> [DATASET EXTRACT]:
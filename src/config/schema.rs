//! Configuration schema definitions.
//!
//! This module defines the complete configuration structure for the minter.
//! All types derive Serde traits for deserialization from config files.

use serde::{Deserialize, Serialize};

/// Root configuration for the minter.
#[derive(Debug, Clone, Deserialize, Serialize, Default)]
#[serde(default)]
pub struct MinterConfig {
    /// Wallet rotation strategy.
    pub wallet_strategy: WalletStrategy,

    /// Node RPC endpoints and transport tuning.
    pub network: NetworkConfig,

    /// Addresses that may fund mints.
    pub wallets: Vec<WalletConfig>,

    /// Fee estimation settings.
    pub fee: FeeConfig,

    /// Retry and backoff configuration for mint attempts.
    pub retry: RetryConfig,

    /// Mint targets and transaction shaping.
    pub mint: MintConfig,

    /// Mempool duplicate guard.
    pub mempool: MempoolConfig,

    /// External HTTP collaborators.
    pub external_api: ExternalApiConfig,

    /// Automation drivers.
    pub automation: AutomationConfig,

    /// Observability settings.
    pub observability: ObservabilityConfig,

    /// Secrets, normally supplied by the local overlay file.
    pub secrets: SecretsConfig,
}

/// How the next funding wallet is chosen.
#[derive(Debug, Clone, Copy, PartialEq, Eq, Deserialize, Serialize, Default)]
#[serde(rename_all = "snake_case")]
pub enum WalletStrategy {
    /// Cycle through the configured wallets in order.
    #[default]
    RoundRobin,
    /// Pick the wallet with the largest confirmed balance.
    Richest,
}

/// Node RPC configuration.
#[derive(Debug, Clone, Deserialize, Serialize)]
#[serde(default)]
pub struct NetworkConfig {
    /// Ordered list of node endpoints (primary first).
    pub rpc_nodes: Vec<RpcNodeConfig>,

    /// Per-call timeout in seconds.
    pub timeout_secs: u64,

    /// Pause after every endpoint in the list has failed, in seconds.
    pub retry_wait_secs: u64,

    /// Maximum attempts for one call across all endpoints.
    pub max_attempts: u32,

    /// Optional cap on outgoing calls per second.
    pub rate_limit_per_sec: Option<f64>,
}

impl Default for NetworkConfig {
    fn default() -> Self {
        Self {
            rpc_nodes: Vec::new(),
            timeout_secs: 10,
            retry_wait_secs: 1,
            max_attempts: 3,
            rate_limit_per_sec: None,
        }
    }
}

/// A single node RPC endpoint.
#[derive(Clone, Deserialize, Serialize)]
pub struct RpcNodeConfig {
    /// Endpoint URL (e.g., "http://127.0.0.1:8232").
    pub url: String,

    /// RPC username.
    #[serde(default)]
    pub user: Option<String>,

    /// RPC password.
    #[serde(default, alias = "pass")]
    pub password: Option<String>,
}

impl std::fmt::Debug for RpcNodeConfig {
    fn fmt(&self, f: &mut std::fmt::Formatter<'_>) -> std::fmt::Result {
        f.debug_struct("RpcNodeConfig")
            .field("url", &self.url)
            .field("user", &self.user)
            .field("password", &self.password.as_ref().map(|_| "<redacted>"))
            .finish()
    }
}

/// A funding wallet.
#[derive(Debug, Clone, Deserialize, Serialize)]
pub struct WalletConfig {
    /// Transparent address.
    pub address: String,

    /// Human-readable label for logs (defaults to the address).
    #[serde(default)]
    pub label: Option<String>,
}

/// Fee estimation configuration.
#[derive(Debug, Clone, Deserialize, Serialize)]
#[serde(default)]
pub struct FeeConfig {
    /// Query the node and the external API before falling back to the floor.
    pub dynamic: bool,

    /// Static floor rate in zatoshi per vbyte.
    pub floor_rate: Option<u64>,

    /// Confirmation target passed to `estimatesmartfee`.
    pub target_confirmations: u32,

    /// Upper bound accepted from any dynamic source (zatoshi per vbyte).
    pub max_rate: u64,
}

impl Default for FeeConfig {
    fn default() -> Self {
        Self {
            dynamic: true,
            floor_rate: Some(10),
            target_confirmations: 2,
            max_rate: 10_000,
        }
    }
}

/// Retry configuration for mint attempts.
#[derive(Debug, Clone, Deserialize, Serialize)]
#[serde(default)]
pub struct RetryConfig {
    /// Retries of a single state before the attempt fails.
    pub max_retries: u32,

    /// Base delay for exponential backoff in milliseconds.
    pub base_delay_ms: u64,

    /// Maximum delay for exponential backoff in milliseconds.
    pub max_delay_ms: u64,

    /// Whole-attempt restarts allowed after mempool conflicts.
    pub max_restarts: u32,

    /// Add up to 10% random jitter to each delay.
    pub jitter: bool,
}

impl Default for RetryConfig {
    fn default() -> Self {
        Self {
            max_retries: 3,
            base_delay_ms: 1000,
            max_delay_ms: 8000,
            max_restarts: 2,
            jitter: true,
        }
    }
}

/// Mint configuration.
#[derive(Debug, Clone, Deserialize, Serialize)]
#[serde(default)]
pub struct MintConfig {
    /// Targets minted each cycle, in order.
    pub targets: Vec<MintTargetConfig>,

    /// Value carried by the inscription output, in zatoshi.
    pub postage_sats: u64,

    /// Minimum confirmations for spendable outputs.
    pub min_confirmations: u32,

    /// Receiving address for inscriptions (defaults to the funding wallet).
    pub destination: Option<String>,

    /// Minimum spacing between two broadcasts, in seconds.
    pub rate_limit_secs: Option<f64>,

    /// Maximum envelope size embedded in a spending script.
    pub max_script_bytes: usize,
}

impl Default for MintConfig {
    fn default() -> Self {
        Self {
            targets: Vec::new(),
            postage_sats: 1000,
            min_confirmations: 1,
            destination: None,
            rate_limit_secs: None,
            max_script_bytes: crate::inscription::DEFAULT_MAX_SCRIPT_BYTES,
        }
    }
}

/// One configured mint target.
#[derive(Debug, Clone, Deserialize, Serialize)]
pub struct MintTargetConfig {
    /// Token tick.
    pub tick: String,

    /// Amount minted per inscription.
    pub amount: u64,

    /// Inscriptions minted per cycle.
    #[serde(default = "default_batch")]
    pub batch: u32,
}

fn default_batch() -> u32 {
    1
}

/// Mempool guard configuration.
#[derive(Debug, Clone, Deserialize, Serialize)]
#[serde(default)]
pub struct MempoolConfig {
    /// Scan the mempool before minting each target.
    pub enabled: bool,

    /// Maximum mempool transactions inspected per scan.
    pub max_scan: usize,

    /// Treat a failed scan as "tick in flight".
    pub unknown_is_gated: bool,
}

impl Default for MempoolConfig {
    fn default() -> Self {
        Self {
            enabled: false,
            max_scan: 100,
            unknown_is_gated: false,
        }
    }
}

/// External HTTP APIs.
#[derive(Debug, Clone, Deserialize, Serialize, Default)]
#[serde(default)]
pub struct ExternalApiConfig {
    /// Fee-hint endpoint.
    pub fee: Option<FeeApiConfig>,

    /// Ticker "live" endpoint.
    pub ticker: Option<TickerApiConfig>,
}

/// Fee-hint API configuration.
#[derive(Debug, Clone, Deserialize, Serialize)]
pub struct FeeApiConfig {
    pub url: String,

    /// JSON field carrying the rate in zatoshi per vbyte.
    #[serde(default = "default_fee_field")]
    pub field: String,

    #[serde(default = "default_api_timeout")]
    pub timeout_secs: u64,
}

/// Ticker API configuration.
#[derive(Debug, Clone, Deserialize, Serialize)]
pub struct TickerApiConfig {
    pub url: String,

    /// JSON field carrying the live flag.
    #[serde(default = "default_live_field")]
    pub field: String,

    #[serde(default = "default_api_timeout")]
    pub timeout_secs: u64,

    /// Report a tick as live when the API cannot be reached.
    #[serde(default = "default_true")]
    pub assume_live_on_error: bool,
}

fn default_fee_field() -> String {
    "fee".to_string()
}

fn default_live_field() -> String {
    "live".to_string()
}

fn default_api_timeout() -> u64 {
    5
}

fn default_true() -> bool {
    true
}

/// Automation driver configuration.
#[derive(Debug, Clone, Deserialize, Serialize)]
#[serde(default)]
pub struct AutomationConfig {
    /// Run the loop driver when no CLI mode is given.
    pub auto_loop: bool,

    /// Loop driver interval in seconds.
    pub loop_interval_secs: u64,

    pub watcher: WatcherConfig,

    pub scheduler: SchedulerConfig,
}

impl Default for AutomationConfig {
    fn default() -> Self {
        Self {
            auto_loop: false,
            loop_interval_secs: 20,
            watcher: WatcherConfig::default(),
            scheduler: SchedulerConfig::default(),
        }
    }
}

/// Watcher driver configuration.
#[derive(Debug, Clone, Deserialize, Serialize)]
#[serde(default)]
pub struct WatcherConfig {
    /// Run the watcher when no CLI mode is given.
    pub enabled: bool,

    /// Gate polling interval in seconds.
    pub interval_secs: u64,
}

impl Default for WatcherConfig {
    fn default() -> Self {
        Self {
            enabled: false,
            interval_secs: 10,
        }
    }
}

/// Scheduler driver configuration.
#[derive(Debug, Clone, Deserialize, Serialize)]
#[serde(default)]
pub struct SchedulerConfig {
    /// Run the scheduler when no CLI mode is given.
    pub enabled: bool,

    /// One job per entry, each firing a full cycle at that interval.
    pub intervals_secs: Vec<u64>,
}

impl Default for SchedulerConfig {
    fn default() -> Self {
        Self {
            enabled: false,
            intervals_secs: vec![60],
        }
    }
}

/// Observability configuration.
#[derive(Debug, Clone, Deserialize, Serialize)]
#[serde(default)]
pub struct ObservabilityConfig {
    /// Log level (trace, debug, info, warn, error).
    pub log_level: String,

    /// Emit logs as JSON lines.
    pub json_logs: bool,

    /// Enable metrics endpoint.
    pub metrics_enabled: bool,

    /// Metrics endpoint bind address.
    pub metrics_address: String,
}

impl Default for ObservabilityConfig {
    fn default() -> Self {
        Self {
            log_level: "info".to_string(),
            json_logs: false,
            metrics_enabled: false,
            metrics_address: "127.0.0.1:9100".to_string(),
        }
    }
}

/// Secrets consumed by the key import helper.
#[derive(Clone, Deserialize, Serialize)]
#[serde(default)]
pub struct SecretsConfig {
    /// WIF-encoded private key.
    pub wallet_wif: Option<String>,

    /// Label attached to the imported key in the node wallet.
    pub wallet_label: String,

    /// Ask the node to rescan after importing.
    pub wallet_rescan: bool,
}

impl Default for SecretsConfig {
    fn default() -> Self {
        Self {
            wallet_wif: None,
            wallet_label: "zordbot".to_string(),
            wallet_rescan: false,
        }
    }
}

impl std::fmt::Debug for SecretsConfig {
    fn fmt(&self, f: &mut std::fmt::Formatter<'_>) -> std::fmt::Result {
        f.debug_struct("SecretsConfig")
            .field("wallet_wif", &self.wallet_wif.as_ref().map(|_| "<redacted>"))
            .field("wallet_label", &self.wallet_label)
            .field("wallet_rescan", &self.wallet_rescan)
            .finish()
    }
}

> [WHAT NEEDS TO BE DONE]: Pick each line holding "RpcNodeConfig" out of the entries above and return it.

> [OUTPUT FOR THIS TASK]:
    pub rpc_nodes: Vec<RpcNodeConfig>,
pub struct RpcNodeConfig {
impl std::fmt::Debug for RpcNodeConfig {
        f.debug_struct("RpcNodeConfig")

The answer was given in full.